EDIT 22 March 2011: This question is no longer that relevant since Youtube now offers HTTPS access: http://apiblog.youtube.com/2011/02/https-support-for-youtube-embeds.html

Our application is run over HTTPS which rarely presents any problems for us. When it comes to youtube however, the fact that they do not present any content over SSL connections is giving us some head ache when trying to embed clips. Mostly because of Internet Explorers famous little warning message:

“Do you want to view only the webpage
content that was delivered securely?
This page contains content that will
not be delivered using a secure HTTPS
… etc”

I’ve tried to solve this in several ways. The most promising one was to use the ProxyPass functionality in Apache to map to YouTube.

Like this:

ProxyPass: /youtube/ http://www.youtube.com
ProxyPassReverse: /youtube/ http://www.youtube.com

This gets rid of the annoying warning.

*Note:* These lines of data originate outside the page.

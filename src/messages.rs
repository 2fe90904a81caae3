use std::sync::atomic::{AtomicUsize, Ordering};

use crate::{reminder::ReminderCategory, time_slot::TimeSlot};

/// Rotates through a pool so consecutive reminders do not repeat verbatim.
#[derive(Debug, Default)]
pub struct MessagePicker {
    cursor: AtomicUsize,
}

impl MessagePicker {
    pub fn pick(&self, pool: Vec<String>) -> String {
        if pool.is_empty() {
            return String::new();
        }
        let index = self.cursor.fetch_add(1, Ordering::Relaxed) % pool.len();
        pool.into_iter().nth(index).unwrap_or_default()
    }
}

pub enum SettingChange {
    TimeSlot { task_name: String, slot: String },
    Points(u32),
    VoiceSettings,
    Other,
}

#[derive(Debug, Clone, Copy, PartialEq, Eq, Default)]
pub enum EncouragementContext {
    #[default]
    General,
    DailyGoal,
    WeeklyGoal,
}

#[derive(Debug, Default)]
pub struct ReminderMessages {
    picker: MessagePicker,
}

impl ReminderMessages {
    pub fn title(category: ReminderCategory) -> &'static str {
        match category {
            ReminderCategory::StudyStart => "学习开始",
            ReminderCategory::StudyEnd => "学习结束",
            ReminderCategory::TaskComplete => "任务完成",
            ReminderCategory::TaskMaster => "任务掌握",
            ReminderCategory::SettingConfirm => "设置已保存",
            ReminderCategory::PlanAdded => "新的学习计划",
            ReminderCategory::Encouragement => "学习鼓励",
        }
    }

    pub fn study_start(&self, task_name: &str, plan_name: &str, slot: &TimeSlot) -> String {
        let minutes = slot.duration_minutes();
        self.picker.pick(vec![
            format!("{task_name}的时间到了，现在开始学习"),
            format!("{plan_name}：{task_name}，这一段安排了{minutes}分钟"),
            format!("准备好了吗？{task_name}现在开始"),
            format!("收收心，开始{task_name}吧"),
        ])
    }

    pub fn study_end(&self, task_name: &str) -> String {
        self.picker.pick(vec![
            format!("{task_name}这一段结束了，起来活动一下吧"),
            format!("{task_name}完成了一段，别忘了打卡"),
            format!("{task_name}的时间到，可以休息了"),
        ])
    }

    pub fn task_complete(&self, task_name: &str) -> String {
        self.picker.pick(vec![
            format!("{task_name}已经标记为学完"),
            format!("{task_name}学完了，做得好"),
            format!("又完成一项：{task_name}"),
        ])
    }

    pub fn task_master(&self, task_name: &str, points: u32) -> String {
        self.picker.pick(vec![
            format!("{task_name}已经掌握，积分加{points}"),
            format!("掌握了{task_name}，这次拿到{points}分"),
            format!("{task_name}完全掌握，收获{points}积分"),
        ])
    }

    pub fn setting_confirm(&self, change: &SettingChange) -> String {
        match change {
            SettingChange::TimeSlot { task_name, slot } => {
                format!("{task_name}的提醒时间已设为{slot}")
            }
            SettingChange::Points(points) => format!("积分已设为{points}分"),
            SettingChange::VoiceSettings => "语音提醒设置已更新".to_owned(),
            SettingChange::Other => "设置已更新".to_owned(),
        }
    }

    pub fn plan_added(&self, plan_name: &str, task_count: usize) -> String {
        self.picker.pick(vec![
            format!("已添加计划{plan_name}，一共{task_count}项任务"),
            format!("{plan_name}准备好了，{task_count}项任务等你完成"),
        ])
    }

    pub fn encouragement(&self, context: EncouragementContext) -> String {
        let pool = match context {
            EncouragementContext::General => vec![
                "每天多学一点，积少成多",
                "慢一点没关系，重要的是不停下",
                "今天的努力，明天会看见",
            ],
            EncouragementContext::DailyGoal => vec![
                "今天的计划全部完成，真不错",
                "今日目标达成，好好休息一下",
            ],
            EncouragementContext::WeeklyGoal => vec![
                "这一周的目标完成了，给自己点个赞",
                "坚持了一整周，继续保持这个节奏",
            ],
        };
        self.picker.pick(pool.into_iter().map(str::to_owned).collect())
    }
}
use std::sync::Arc;

use serde::{Serialize, de::DeserializeOwned};

use crate::{reminder::ReminderCategory, storage::KeyValueStore};

pub const SETTINGS_PREFIX: &str = "voiceReminder_";
pub const DEFAULT_REPEAT_COUNT: u32 = 3;

const ENABLED_KEY: &str = "voiceReminderEnabled";
const VOLUME_KEY: &str = "voiceReminderVolume";
const RATE_KEY: &str = "voiceReminderRate";
const PITCH_KEY: &str = "voiceReminderPitch";

#[derive(Debug, Clone, Copy, PartialEq)]
pub struct VoiceSettings {
    pub volume: f32,
    pub rate: f32,
    pub pitch: f32,
}

impl Default for VoiceSettings {
    fn default() -> Self {
        Self {
            volume: 0.8,
            rate: 1.0,
            pitch: 1.0,
        }
    }
}

impl VoiceSettings {
    pub fn clamped(self) -> Self {
        let defaults = Self::default();
        Self {
            volume: clamp_or(self.volume, 0.0, 1.0, defaults.volume),
            rate: clamp_or(self.rate, 0.5, 2.0, defaults.rate),
            pitch: clamp_or(self.pitch, 0.5, 2.0, defaults.pitch),
        }
    }
}

fn clamp_or(value: f32, min: f32, max: f32, fallback: f32) -> f32 {
    if value.is_nan() {
        fallback
    } else {
        value.clamp(min, max)
    }
}

#[derive(Debug, Clone, Copy, PartialEq, Eq)]
pub struct CategorySettings {
    pub enabled: bool,
    pub repeat_count: u32,
}

impl Default for CategorySettings {
    fn default() -> Self {
        Self {
            enabled: true,
            repeat_count: DEFAULT_REPEAT_COUNT,
        }
    }
}

#[derive(Debug, Clone, Copy, PartialEq, Eq)]
pub enum ReminderPreset {
    All,
    None,
    Essential,
}

/// Every reminder preference. Categories are indexed by
/// [`ReminderCategory::index`], so each category always has a record.
#[derive(Debug, Clone, PartialEq)]
pub struct ReminderSettings {
    pub enabled: bool,
    pub voice: VoiceSettings,
    categories: [CategorySettings; ReminderCategory::ALL.len()],
}

impl Default for ReminderSettings {
    fn default() -> Self {
        Self {
            enabled: true,
            voice: VoiceSettings::default(),
            categories: Default::default(),
        }
    }
}

impl ReminderSettings {
    pub fn category(&self, category: ReminderCategory) -> CategorySettings {
        self.categories[category.index()]
    }

    pub fn set_category(&mut self, category: ReminderCategory, settings: CategorySettings) {
        self.categories[category.index()] = settings;
    }

    pub fn set_enabled(&mut self, category: ReminderCategory, enabled: bool) {
        self.categories[category.index()].enabled = enabled;
    }

    pub fn set_repeat_count(&mut self, category: ReminderCategory, repeat_count: u32) {
        self.categories[category.index()].repeat_count = repeat_count;
    }

    /// The master switch and the category flag both have to be on.
    pub fn is_enabled(&self, category: ReminderCategory) -> bool {
        self.enabled && self.category(category).enabled
    }

    /// Explicit count, then the category's configured count, then the default.
    pub fn resolve_repeat_count(&self, category: Option<ReminderCategory>, explicit: Option<u32>) -> u32 {
        explicit
            .or_else(|| category.map(|c| self.category(c).repeat_count))
            .unwrap_or(DEFAULT_REPEAT_COUNT)
    }

    pub fn apply_preset(&mut self, preset: ReminderPreset) {
        for category in ReminderCategory::ALL {
            let enabled = match preset {
                ReminderPreset::All => true,
                ReminderPreset::None => false,
                ReminderPreset::Essential => ReminderCategory::ESSENTIAL.contains(&category),
            };
            self.set_enabled(category, enabled);
        }
    }

    /// `(enabled, total)` category counts.
    pub fn enabled_stats(&self) -> (usize, usize) {
        let enabled = self.categories.iter().filter(|c| c.enabled).count();
        (enabled, self.categories.len())
    }
}

/// Typed access to the reminder preferences in the origin's key-value storage.
#[derive(Clone)]
pub struct SettingsStore {
    store: Arc<dyn KeyValueStore>,
}

impl SettingsStore {
    pub fn new(store: Arc<dyn KeyValueStore>) -> Self {
        Self { store }
    }

    fn storage_key(key: &str) -> String {
        format!("{SETTINGS_PREFIX}{key}")
    }

    pub async fn get<T: DeserializeOwned>(&self, key: &str, default: T) -> T {
        let storage_key = Self::storage_key(key);
        let raw = match self.store.get_raw(&storage_key).await {
            Ok(Some(raw)) => raw,
            Ok(None) => return default,
            Err(error) => {
                log::warn!("Failed to read setting {storage_key}: {error}");
                return default;
            }
        };

        serde_json::from_str(&raw).unwrap_or_else(|error| {
            log::warn!("Setting {storage_key} holds a corrupt value {raw:?}, using the default: {error}");
            default
        })
    }

    pub async fn set<T: Serialize + ?Sized>(&self, key: &str, value: &T) {
        let storage_key = Self::storage_key(key);
        let raw = match serde_json::to_string(value) {
            Ok(raw) => raw,
            Err(error) => {
                log::warn!("Setting {storage_key} could not be encoded: {error}");
                return;
            }
        };

        if let Err(error) = self.store.set_raw(&storage_key, raw).await {
            log::warn!("Failed to save setting {storage_key}: {error}");
        }
    }

    pub async fn load_reminder_settings(&self) -> ReminderSettings {
        let defaults = ReminderSettings::default();
        let mut settings = ReminderSettings {
            enabled: self.get(ENABLED_KEY, defaults.enabled).await,
            voice: VoiceSettings {
                volume: self.get(VOLUME_KEY, defaults.voice.volume).await,
                rate: self.get(RATE_KEY, defaults.voice.rate).await,
                pitch: self.get(PITCH_KEY, defaults.voice.pitch).await,
            }
            .clamped(),
            ..defaults
        };

        for category in ReminderCategory::ALL {
            let fallback = CategorySettings::default();
            let loaded = CategorySettings {
                enabled: self.get(category.enabled_key(), fallback.enabled).await,
                repeat_count: self.get(category.repeat_key(), fallback.repeat_count).await,
            };
            settings.set_category(category, loaded);
        }

        settings
    }

    pub async fn save_reminder_settings(&self, settings: &ReminderSettings) {
        self.set(ENABLED_KEY, &settings.enabled).await;
        self.set(VOLUME_KEY, &settings.voice.volume).await;
        self.set(RATE_KEY, &settings.voice.rate).await;
        self.set(PITCH_KEY, &settings.voice.pitch).await;

        for category in ReminderCategory::ALL {
            let values = settings.category(category);
            self.set(category.enabled_key(), &values.enabled).await;
            self.set(category.repeat_key(), &values.repeat_count).await;
        }
    }
}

However, the youtube SWF fails to start streaming The SWF i manage to load into the browser simply states : “An error occurred, please try again later”.

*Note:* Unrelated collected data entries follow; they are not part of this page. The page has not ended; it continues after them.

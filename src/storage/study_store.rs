use std::sync::Arc;

use chrono::{DateTime, NaiveDate, Utc};
use serde::{Serialize, de::DeserializeOwned};

use crate::clock::{date_key, parse_date_key};

use super::{
    kv_store::{KeyValueStore, StorageError},
    model::{
        NewTemplate, Plan, StudyTemplate, builtin_default_plan, calculate_task_earned_points,
    },
};

const TOTAL_POINTS_KEY: &str = "user_total_points";
const PLANS_KEY_PREFIX: &str = "study_plans_";
const SELECTED_DATE_KEY: &str = "selected_date";
const DEFAULT_PLAN_KEY: &str = "default_study_plan";
const TEMPLATES_KEY: &str = "study_templates";

pub fn plans_key(date: NaiveDate) -> String {
    format!("{PLANS_KEY_PREFIX}{}", date_key(date))
}

/// Plan, points and template records of the check-in page.
#[derive(Clone)]
pub struct StudyStore {
    store: Arc<dyn KeyValueStore>,
}

impl StudyStore {
    pub fn new(store: Arc<dyn KeyValueStore>) -> Self {
        Self { store }
    }

    pub async fn total_points(&self) -> u32 {
        self.read(TOTAL_POINTS_KEY).await.unwrap_or(0)
    }

    pub async fn set_total_points(&self, points: u32) -> Result<(), StorageError> {
        self.write(TOTAL_POINTS_KEY, &points).await
    }

    pub async fn plans_for(&self, date: NaiveDate) -> Vec<Plan> {
        self.read(&plans_key(date)).await.unwrap_or_default()
    }

    pub async fn save_plans(&self, date: NaiveDate, plans: &[Plan]) -> Result<(), StorageError> {
        self.write(&plans_key(date), &plans).await
    }

    /// The date handed over by the calendar view. It is consumed on read.
    pub async fn take_selected_date(&self) -> Option<NaiveDate> {
        let raw: String = self.read(SELECTED_DATE_KEY).await?;
        if let Err(error) = self.store.remove(SELECTED_DATE_KEY).await {
            log::warn!("Failed to clear {SELECTED_DATE_KEY}: {error}");
        }

        // The calendar stores either a bare date or a full ISO timestamp.
        parse_date_key(&raw).or_else(|| {
            DateTime::parse_from_rfc3339(&raw)
                .ok()
                .map(|instant| instant.date_naive())
        })
    }

    pub async fn set_selected_date(&self, date: NaiveDate) -> Result<(), StorageError> {
        self.write(SELECTED_DATE_KEY, &date_key(date)).await
    }

    pub async fn default_plan(&self) -> Plan {
        match self.read(DEFAULT_PLAN_KEY).await {
            Some(plan) => plan,
            None => builtin_default_plan(Utc::now().timestamp_millis().to_string()),
        }
    }

    pub async fn save_default_plan(&self, plan: &Plan) -> Result<(), StorageError> {
        self.write(DEFAULT_PLAN_KEY, plan).await
    }

    pub async fn templates(&self) -> Vec<StudyTemplate> {
        self.read(TEMPLATES_KEY).await.unwrap_or_default()
    }

    pub async fn add_template(&self, template: NewTemplate) -> Result<StudyTemplate, StorageError> {
        let now = Utc::now();
        let template = StudyTemplate {
            id: now.timestamp_millis().to_string(),
            name: template.name,
            content: template.content,
            create_time: now.to_rfc3339(),
            tasks: template.tasks,
        };

        let mut templates = self.templates().await;
        templates.push(template.clone());
        self.write(TEMPLATES_KEY, &templates).await?;

        Ok(template)
    }

    /// Returns `false` when no template has the given id.
    pub async fn delete_template(&self, id: &str) -> Result<bool, StorageError> {
        let mut templates = self.templates().await;
        let before = templates.len();
        templates.retain(|template| template.id != id);

        if templates.len() == before {
            return Ok(false);
        }

        self.write(TEMPLATES_KEY, &templates).await?;
        Ok(true)
    }

    /// Updates a task's completion flags, its earned points and the user's
    /// running total. Returns the task's new earned points, or `None` when the
    /// plan or task does not exist for that day.
    pub async fn update_task_completion(
        &self,
        date: NaiveDate,
        plan_id: &str,
        task_id: &str,
        study_completed: bool,
        mastered_completed: bool,
    ) -> Result<Option<u32>, StorageError> {
        let mut plans = self.plans_for(date).await;
        let Some(task) = plans
            .iter_mut()
            .filter(|plan| plan.id == plan_id)
            .flat_map(|plan| plan.tasks.iter_mut())
            .find(|task| task.id == task_id)
        else {
            return Ok(None);
        };

        let previous = task.earned_points;
        task.study_completed = study_completed;
        task.mastered_completed = mastered_completed;
        task.earned_points = calculate_task_earned_points(task);
        let earned = task.earned_points;

        self.save_plans(date, &plans).await?;

        let total = i64::from(self.total_points().await) + i64::from(earned) - i64::from(previous);
        self.set_total_points(u32::try_from(total.max(0)).unwrap_or(u32::MAX))
            .await?;

        Ok(Some(earned))
    }

    async fn read<T: DeserializeOwned>(&self, key: &str) -> Option<T> {
        let raw = match self.store.get_raw(key).await {
            Ok(raw) => raw?,
            Err(error) => {
                log::warn!("Failed to read {key}: {error}");
                return None;
            }
        };

        match serde_json::from_str(&raw) {
            Ok(value) => Some(value),
            Err(error) => {
                log::warn!("Stored value of {key} is corrupt, ignoring it: {error}");
                None
            }
        }
    }

    async fn write<T: Serialize + ?Sized>(&self, key: &str, value: &T) -> Result<(), StorageError> {
        let raw = serde_json::to_string(value)?;
        self.store.set_raw(key, raw).await
    }
}

#[cfg(test)]
mod tests {
    use crate::storage::{
        kv_store::InMemoryStore,
        model::{StudyTask, TemplateTask},
    };

    use super::*;

    fn store() -> (Arc<InMemoryStore>, StudyStore) {
        let kv = Arc::new(InMemoryStore::new());
        (Arc::clone(&kv), StudyStore::new(kv))
    }

    fn date() -> NaiveDate {
        NaiveDate::from_ymd_opt(2025, 5, 31).unwrap()
    }

    #[tokio::test]
    async fn plans_are_stored_per_day() {
        let (kv, store) = store();
        let plan = Plan {
            id: "p".into(),
            name: "晨读".into(),
            tasks: vec![StudyTask::new("1", "单词", "07:00-07:30")],
        };

        store.save_plans(date(), &[plan.clone()]).await.unwrap();

        assert!(kv.get_raw("study_plans_2025-05-31").await.unwrap().is_some());
        assert_eq!(store.plans_for(date()).await, vec![plan]);
        assert!(store.plans_for(date().succ_opt().unwrap()).await.is_empty());
    }

    #[tokio::test]
    async fn selected_date_is_read_once() {
        let (kv, store) = store();
        kv.set_raw("selected_date", "\"2025-05-31T16:00:00.000Z\"".into())
            .await
            .unwrap();

        assert_eq!(store.take_selected_date().await, Some(date()));
        assert_eq!(store.take_selected_date().await, None);

        store.set_selected_date(date()).await.unwrap();
        assert_eq!(store.take_selected_date().await, Some(date()));
    }

    #[tokio::test]
    async fn corrupt_records_read_as_empty() {
        let (kv, store) = store();
        kv.set_raw("study_plans_2025-05-31", "[{".into()).await.unwrap();
        kv.set_raw("user_total_points", "\"lots\"".into()).await.unwrap();

        assert!(store.plans_for(date()).await.is_empty());
        assert_eq!(store.total_points().await, 0);
    }

    #[tokio::test]
    async fn blank_task_fields_keep_the_day() {
        let (kv, store) = store();
        kv.set_raw(
            "study_plans_2025-05-31",
            r#"[{"id":"p","name":"晨读","tasks":[{"id":"1","timeSlot":"08:00-09:00"},{"id":"2","timeSlot":null,"points":null}]}]"#.into(),
        )
        .await
        .unwrap();

        let plans = store.plans_for(date()).await;

        assert_eq!(plans.len(), 1);
        assert_eq!(plans[0].tasks.len(), 2);
        assert!(plans[0].tasks[0].parsed_slot().is_some());
        assert_eq!(plans[0].tasks[1].time_slot, "");
    }

    #[tokio::test]
    async fn completion_updates_task_and_total() {
        let (_, store) = store();
        let plan = Plan {
            id: "p".into(),
            name: "Plan".into(),
            tasks: vec![StudyTask::new("1", "English", "08:00-09:00").with_points(10)],
        };
        store.save_plans(date(), &[plan]).await.unwrap();
        store.set_total_points(5).await.unwrap();

        let earned = store
            .update_task_completion(date(), "p", "1", true, false)
            .await
            .unwrap();
        assert_eq!(earned, Some(3));
        assert_eq!(store.total_points().await, 8);

        store
            .update_task_completion(date(), "p", "1", true, true)
            .await
            .unwrap();
        assert_eq!(store.total_points().await, 15);
        assert_eq!(store.plans_for(date()).await[0].tasks[0].earned_points, 10);

        store
            .update_task_completion(date(), "p", "1", false, false)
            .await
            .unwrap();
        assert_eq!(store.total_points().await, 5);

        let missing = store
            .update_task_completion(date(), "p", "nope", true, true)
            .await
            .unwrap();
        assert_eq!(missing, None);
    }

    #[tokio::test]
    async fn default_plan_falls_back_to_builtin() {
        let (_, store) = store();

        let plan = store.default_plan().await;
        let slots: Vec<_> = plan.tasks.iter().map(|t| t.time_slot.as_str()).collect();
        assert_eq!(slots, ["08:00-09:00", "09:00-10:00", "20:00-21:00"]);

        let custom = Plan {
            id: "mine".into(),
            name: "Mine".into(),
            tasks: vec![],
        };
        store.save_default_plan(&custom).await.unwrap();
        assert_eq!(store.default_plan().await, custom);
    }

    #[tokio::test]
    async fn templates_can_be_added_and_deleted() {
        let (_, store) = store();

        let added = store
            .add_template(NewTemplate {
                name: "周末".into(),
                content: "两门课".into(),
                tasks: vec![TemplateTask {
                    name: "数学".into(),
                    time_slot: Some("10:00-11:00".into()),
                    points: None,
                }],
            })
            .await
            .unwrap();

        assert!(DateTime::parse_from_rfc3339(&added.create_time).is_ok());
        assert_eq!(store.templates().await, vec![added.clone()]);

        assert!(store.delete_template(&added.id).await.unwrap());
        assert!(!store.delete_template(&added.id).await.unwrap());
        assert!(store.templates().await.is_empty());
    }
}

Potential solutions are perhaps:

• Download youtube FLV:s and serve them out of own domain (gah)
• Use custom FLV-player and stream only FLV:s from youtube over a https proxy?

Update 10 March: I’ve tried to use Googles Youtube API for ActionScript to load a player. It looked promising at first and I was able to load a player through my https:// proxy. However, the SWF that is loaded contains loads of explicit calls to different non-ssl urls to create authentication links for the FLV-stream and for loading different crossdomain policies.

It really seems like we’re not supposed to access flv-streams directly. This makes it very hard to bypass the Internet Explorer warning, short of ripping out the FLV:s from youtube and serving them out of your own domain.

There are solutions out there for downloading youtubes FLV:s. But that is not compliant with the Youtube terms of use and is really not an option for us.